OBJECTIVES: Bipolar disorder (BD) has been associated with an elevated risk of Alzheimer's Disease (AD). We assessed AD biomarkers in BD and tested whether epigenetic aging (EA) acceleration is a potential mechanism driving variability in these markers. DESIGN SETTING PARTICIPANTS: Cross-sectional study of n=59 living individuals with BD and n=20 age- and sex-equated control participants, as well as analyses of postmortem brain samples (Brodmann area 9/46) from n=46 individuals with BD. MEASUREMENTS: Amyloid beta (Aβ)(40), Aβ(42), and total Tau levels were measured in plasma from individuals with BD and controls, and Aβ(42) levels were measured in brains.

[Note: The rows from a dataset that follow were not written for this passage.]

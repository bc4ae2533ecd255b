//! Patient record model
//!
//! A `PatientRecord` is one row of the population-health dataset. Records are
//! immutable once loaded; every field except the identifier may be null.

use serde::{Deserialize, Serialize};

/// One row of patient health indicators
#[derive(Debug, Clone, Default, PartialEq, Serialize, Deserialize)]
pub struct PatientRecord {
    /// Unique patient identifier
    pub patient_id: String,

    // Numeric indicators
    /// Age in years
    pub age: Option<f64>,
    /// Body mass index
    pub bmi: Option<f64>,
    /// Average hours of sleep per night
    pub sleep_time: Option<f64>,
    /// Days of poor mental health in the last 30 days
    pub mental_health_days: Option<f64>,
    /// Days of poor physical health in the last 30 days
    pub physical_health_days: Option<f64>,

    // Categorical indicators
    /// Reported gender
    pub gender: Option<String>,
    /// Never / Former / Current
    pub smoking_status: Option<String>,
    /// Diabetic status as reported (e.g. "Yes", "No", "No, borderline diabetes")
    pub diabetic_status: Option<String>,
    /// Reported race
    pub race: Option<String>,
    /// Self-assessed general health
    pub general_health: Option<String>,

    // Condition and behaviour flags
    /// Ever had a stroke
    pub stroke: Option<bool>,
    /// Physical activity in the last 30 days
    pub physical_activity: Option<bool>,
    /// Serious difficulty walking or climbing stairs
    pub diff_walking: Option<bool>,
    /// Ever told they had asthma
    pub asthma: Option<bool>,
    /// Ever told they had kidney disease
    pub kidney_disease: Option<bool>,
    /// Ever told they had skin cancer
    pub skin_cancer: Option<bool>,
    /// Coronary heart disease or myocardial infarction
    pub heart_disease: Option<bool>,
    /// Heavy alcohol consumption
    pub alcohol_drinking: Option<bool>,
}

impl PatientRecord {
    /// Create a record with the given id and every indicator null
    #[must_use]
    pub fn new(patient_id: impl Into<String>) -> Self {
        Self {
            patient_id: patient_id.into(),
            ..Self::default()
        }
    }
}

/// Selector for the numeric columns
#[derive(Debug, Clone, Copy, PartialEq, Eq, Hash)]
pub enum NumericField {
    Age,
    Bmi,
    SleepTime,
    MentalHealthDays,
    PhysicalHealthDays,
}

impl NumericField {
    /// All numeric fields in schema order
    pub const ALL: [Self; 5] = [
        Self::Age,
        Self::Bmi,
        Self::SleepTime,
        Self::MentalHealthDays,
        Self::PhysicalHealthDays,
    ];

    /// Read the value, treating `NaN` as null
    #[must_use]
    pub fn value(self, record: &PatientRecord) -> Option<f64> {
        let value = match self {
            Self::Age => record.age,
            Self::Bmi => record.bmi,
            Self::SleepTime => record.sleep_time,
            Self::MentalHealthDays => record.mental_health_days,
            Self::PhysicalHealthDays => record.physical_health_days,
        };
        value.filter(|v| !v.is_nan())
    }

    /// Column name in the dataset schema
    #[must_use]
    pub const fn column_name(self) -> &'static str {
        match self {
            Self::Age => "age",
            Self::Bmi => "bmi",
            Self::SleepTime => "sleep_time",
            Self::MentalHealthDays => "mental_health_days",
            Self::PhysicalHealthDays => "physical_health_days",
        }
    }
}

/// Selector for the categorical columns
#[derive(Debug, Clone, Copy, PartialEq, Eq, Hash)]
pub enum CategoricalField {
    Gender,
    SmokingStatus,
    DiabeticStatus,
    Race,
    GeneralHealth,
}

impl CategoricalField {
    /// Read the value; blank strings count as null
    #[must_use]
    pub fn value(self, record: &PatientRecord) -> Option<&str> {
        let value = match self {
            Self::Gender => record.gender.as_deref(),
            Self::SmokingStatus => record.smoking_status.as_deref(),
            Self::DiabeticStatus => record.diabetic_status.as_deref(),
            Self::Race => record.race.as_deref(),
            Self::GeneralHealth => record.general_health.as_deref(),
        };
        value.map(str::trim).filter(|v| !v.is_empty())
    }

    /// Column name in the dataset schema
    #[must_use]
    pub const fn column_name(self) -> &'static str {
        match self {
            Self::Gender => "gender",
            Self::SmokingStatus => "smoking_status",
            Self::DiabeticStatus => "diabetic_status",
            Self::Race => "race",
            Self::GeneralHealth => "general_health",
        }
    }
}

/// Selector for the boolean columns
#[derive(Debug, Clone, Copy, PartialEq, Eq, Hash)]
pub enum FlagField {
    Stroke,
    PhysicalActivity,
    DiffWalking,
    Asthma,
    KidneyDisease,
    SkinCancer,
    HeartDisease,
    AlcoholDrinking,
}

impl FlagField {
    #[must_use]
    pub fn value(self, record: &PatientRecord) -> Option<bool> {
        match self {
            Self::Stroke => record.stroke,
            Self::PhysicalActivity => record.physical_activity,
            Self::DiffWalking => record.diff_walking,
            Self::Asthma => record.asthma,
            Self::KidneyDisease => record.kidney_disease,
            Self::SkinCancer => record.skin_cancer,
            Self::HeartDisease => record.heart_disease,
            Self::AlcoholDrinking => record.alcohol_drinking,
        }
    }

    /// Column name in the dataset schema
    #[must_use]
    pub const fn column_name(self) -> &'static str {
        match self {
            Self::Stroke => "stroke",
            Self::PhysicalActivity => "physical_activity",
            Self::DiffWalking => "diff_walking",
            Self::Asthma => "asthma",
            Self::KidneyDisease => "kidney_disease",
            Self::SkinCancer => "skin_cancer",
            Self::HeartDisease => "heart_disease",
            Self::AlcoholDrinking => "alcohol_drinking",
        }
    }
}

EA and its acceleration (blood: GrimAge and DunedinPACE; brains: DNAmClock(Cortical)) were estimated for all samples. Individuals with BD were split into quartiles with accelerated or slower EA if they were in the first or fourth quartiles for GrimAge acceleration (AgeAccelGrim), DunedinPACE, or DNAmClock(Cortical) acceleration (DNAmClock(Cortical)Accel). RESULTS: Individuals with BD showed an increase in Aβ(40) (p=.049) and a decrease in the Aβ(42/40) ratio (p=.035) compared to controls. A decrease in the Aβ(42/40) ratio was also found in individuals with BD with high versus low AgeAccelGrim (p=.028). Brain Aβ(42) levels significantly correlated with DNAmClock(Cortical)Accel (r(2)=.270, p=.007), with those with high EA acceleration showing higher brain Aβ(42) after controlling for confounders (p=.008). CONCLUSIONS: Our results provide preliminary evidence that EA may explain the variability in AD risk in individuals with BD and could act as a target for preventing dementia and AD in BD.